It came like a blow to the stomach and it took my breath away. Corin, and his two younger sisters, were conceived using an anonymous, identity-release donor through IVF, a path we took because it provided clear legal certainty in relation to parentage: we are the parents, the donor is not. But it also ensured that, when the time came, we would be able to provide information to our kids about their genetic background, something we knew from the experience of adopted children was important.

As it turned out, we met our donor, David, fairly early on when Corin was still a baby; a remarkable meeting that was warm and generous and positive. David is happy to provide information – medical or otherwise – that we might need over time, and is comfortable with the kids knowing who he is. But he is clear, too: he is not their father, he is their donor.

Our kids have two parents who I believe are capable of meeting all their needs, but that doesn’t mean we don’t want men in their lives. Quite the contrary. Our kids have granddads, uncles, cousins and male family friends and we are fortunate to have many great dads in our social circle with whom the kids spend a lot of time. Pretty much every same-sex family I know goes to great lengths to involve men in the lives of their children.

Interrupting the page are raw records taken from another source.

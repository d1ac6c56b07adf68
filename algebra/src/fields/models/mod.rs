//! Montgomery arithmetic for 256-bit moduli and the models of the extension
//! tower used by the GM/T curves:
//!
//! - `Fp256` for the base and scalar fields,
//! - `Fp2` with u^2 = -2,
//! - `Fp4` as a quadratic extension of `Fp2` with v^2 = u,
//! - `Fp12` as a cubic extension of `Fp4` with w^3 = v.

pub mod fp_256;
pub use self::fp_256::*;

pub mod fp2;
pub use self::fp2::*;

pub mod fp4;
pub use self::fp4::*;

pub mod fp12_3over4;
pub use self::fp12_3over4::*;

But none of this, of course, changes Corin having two mums and, in that, he is different from many of his peers.

”Hey, that’s not good, sweetheart,” I say. ”That happen today?”

Today and a couple of other times, it turns out. He is specific: ”Not my friends, not kids who know me. Other kids,” and he mentions one by name and grade.

I am relieved by that at least. My partner, Sarah, and I have always believed that the best way to overcome prejudice is to be out, open and honest. We try to make it easy for people to ask questions and are always happy when they do. We don’t take offence.

When Corin started school, we had playground discussions about same-sex families, and were commonly asked by other parents how they might explain Corin’s situation to their children.

All families are different, we say, lots have a mum and dad, some just live with their mum or their dad, and others with dad and his new girlfriend and her children and so on. Kids take things at face value: Corin has two mums and no dad. People are happy with this, we find, and always relieved that they don’t have to talk about homosexuality or sex. It will get more complicated as they get older, of course, but for now this works.

What has helped us, too – and what we hope helps the kids – is being involved in our community as much as possible. And so Sarah is chairwoman of the management committee of our day care centre, we attend every school barbecue, camp-out, concert and campaign meeting, and we always end up inviting ridiculous numbers of people to the kids’ birthday parties.

We would probably do all this anyway, but it is a quietly calculated strategy, too. The hope is, of course, that it makes it just a little bit harder for people to dislike us and, more importantly, harder for others’ kids to tease mine.

Someone once said that you change the world one person at a time.

”So what do you think would be a good way to handle that, sweetheart,” I say, ”if it happens again?”

It’s a good conversation. We rule out fighting – it’s not his inclination and we agree it’s a rubbish way of sorting out a problem anyway – and we talk about better ways of fighting, of sticking up for yourself: using words, laughing, walking away.

As an out and very public same-sex family, we have had an easy time of it in many ways. The people in our community whom we encounter every day – childcare workers, shopkeepers, parents and teachers – have always been more than accepting. We live in a nice, leafy, inner suburb with a highly educated demographic and that helps. We chose it for a reason and we know it is not like that everywhere.

What we have in common with other families with young children binds us so much more than our same-sex status separates us. We fit in. We are one of a crowd. We are ordinary. But every now and again – such as when Corin tells me he is being teased – I am reminded that we are different and that while we may have found a safe, quiet corner to raise our family, there is a big, bad world out there waiting for my kids. And that worries me.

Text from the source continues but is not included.